Knowing that, doesn’t it make sense to pay for medical care in the lease expensive manner? I ask because emergency medical care is a lot more expensive than preventative care. We’ve all know this. It’s far cheaper to supplement a poor person’s healthcare, and have that care be pro-active, than it is to pay for their care in a hospital emergency room. It’s far cheaper to lightly supplement a middle-class family’s healthcare, than to wait for them to become bankrupt and pay for all of their healthcare. In terms of outcomes, one is far more expensive than the other. In other words, one is far more robust than the other.

And when it comes to tax credits verses subsidies, which is the more robust system? Speaking for my family I can say we’d do far better with a tax credit. But I run my own business and we’ve been playing the tax game for years. We’re used to setting a certain amount of our income aside, setting aside more for healthcare is not an issue. Bear in mind, we are very much the exception here. Most people, who are not used to setting money aside with every paycheck, absolutely suck at it. Every time I talk to a new freelancer I hear the same thing, they know they need to set money aside, but they don’t do it. When I first started freelancing I sucked at it too, up until I ran into problems with the IRS. So what’s the likelihood that people are goring to budget for their healthcare sufficiently for a tax credit to be helpful? Just about zero. Again, like the lights on the wheels, is it safe to assume this is going to work, or is it better to assume that people are going to fail, and plan accordingly?
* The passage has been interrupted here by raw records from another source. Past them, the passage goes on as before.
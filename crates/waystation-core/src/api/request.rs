//! Request execution shared by every registry operation.

use crate::error::{RegistryError, Result};
use crate::retry::retry_async;
use crate::transport::{RegistryRequest, RegistryResponse};
use crate::RegistryClient;

impl RegistryClient {
    /// Send `request`, bounded by the request timeout, the retry policy and the
    /// client's cancellation token.
    ///
    /// Anything other than a 200 becomes [`RegistryError::Status`].
    pub(crate) async fn execute(&self, request: RegistryRequest) -> Result<RegistryResponse> {
        let timeout = self.config.request_timeout;

        retry_async(&self.config.retry, &self.cancel_token, || {
            let request = request.clone();
            async move {
                let endpoint = request.endpoint().to_string();
                let call = tokio::time::timeout(timeout, self.transport.send(request));

                let response = match self.cancel_token.run_until_cancelled(call).await {
                    Some(Ok(result)) => result?,
                    Some(Err(_elapsed)) => return Err(RegistryError::Timeout(timeout)),
                    None => return Err(RegistryError::Cancelled),
                };

                if response.is_success() {
                    Ok(response)
                } else {
                    Err(RegistryError::status(endpoint, response.status, &response.body))
                }
            }
        })
        .await
    }
}
//! Data models for registry payloads.
//!
//! These types map one-to-one onto the JSON the registry agent accepts and
//! returns, with a typed layer (`Registration`, `HealthCheck`,
//! `DiscoveredInstance`) on top for callers.

mod discovered;
mod duration;
mod health;
mod registration;

pub use discovered::*;
pub use duration::*;
pub use health::*;
pub use registration::*;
And that doesn’t even take into account that the two systems (tax credits and subsidies) are simply using different words to describe the same thing. Both of them are the government giving money to the people. Sure one can argue that tax credit favor those who are contributing to the economy, but it completely ignores that it also greatly favors the wealthy and those who are good at managing their income, over the poor and those who are poor at income management. Moreover, it penalizes the poor, the very ones who can least afford the cost. That is a system guaranteed to fail.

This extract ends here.